- What to work on
Write out the whole listing without a single alteration.
****
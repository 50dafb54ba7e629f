//! Marigold Lane CLI - Database migrations and management tools.
//!
//! # Usage
//!
//! ```bash
//! # Run storefront database migrations
//! ml-cli migrate
//!
//! # Seed demo coupons
//! ml-cli seed coupons
//! ```
//!
//! # Commands
//!
//! - `migrate` - Run database migrations
//! - `seed coupons` - Upsert the demo coupon set

#![cfg_attr(not(test), forbid(unsafe_code))]

use clap::{Parser, Subcommand};

mod commands;

#[derive(Parser)]
#[command(name = "ml-cli")]
#[command(author, version, about = "Marigold Lane CLI tools")]
struct Cli {
    #[command(subcommand)]
    command: Commands,
}

#[derive(Subcommand)]
enum Commands {
    /// Run storefront database migrations
    Migrate,
    /// Seed database data
    Seed {
        #[command(subcommand)]
        target: SeedTarget,
    },
}

#[derive(Subcommand)]
enum SeedTarget {
    /// Upsert the demo coupon set
    Coupons,
}

#[tokio::main]
async fn main() {
    // Initialize tracing
    tracing_subscriber::fmt::init();

    let cli = Cli::parse();

    let result: Result<(), Box<dyn std::error::Error>> = run(cli).await;

    if let Err(e) = result {
        tracing::error!("Command failed: {e}");
        std::process::exit(1);
    }
}

async fn run(cli: Cli) -> Result<(), Box<dyn std::error::Error>> {
    match cli.command {
        Commands::Migrate => commands::migrate::storefront().await?,
        Commands::Seed { target } => match target {
            SeedTarget::Coupons => commands::seed::coupons().await?,
        },
    }
    Ok(())
}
****
- Result of the exercise
repository 50dafb54ba7e629f
//! Marigold Lane CLI - Database migrations and management tools.
//!
//! # Usage
//!
//! ```bash
//! # Run storefront database migrations
//! ml-cli migrate
//!
//! # Seed demo coupons
//! ml-cli seed coupons
//! ```
//!
//! # Commands
//!
//! - `migrate` - Run database migrations
//! - `seed coupons` - Upsert the demo coupon set

#![cfg_attr(not(test), forbid(unsafe_code))]

use clap::{Parser, Subcommand};

mod commands;

#[derive(Parser)]
#[command(name = "ml-cli")]
#[command(author, version, about = "Marigold Lane CLI tools")]
struct Cli {
    #[command(subcommand)]
    command: Commands,
}

#[derive(Subcommand)]
enum Commands {
    /// Run storefront database migrations
    Migrate,
    /// Seed database data
    Seed {
        #[command(subcommand)]
        target: SeedTarget,
    },
}

#[derive(Subcommand)]
enum SeedTarget {
    /// Upsert the demo coupon set
    Coupons,
}

#[tokio::main]
async fn main() {
    // Initialize tracing
    tracing_subscriber::fmt::init();

    let cli = Cli::parse();

    let result: Result<(), Box<dyn std::error::Error>> = run(cli).await;

    if let Err(e) = result {
        tracing::error!("Command failed: {e}");
        std::process::exit(1);
    }
}

async fn run(cli: Cli) -> Result<(), Box<dyn std::error::Error>> {
    match cli.command {
        Commands::Migrate => commands::migrate::storefront().await?,
        Commands::Seed { target } => match target {
            SeedTarget::Coupons => commands::seed::coupons().await?,
        },
    }
    Ok(())
}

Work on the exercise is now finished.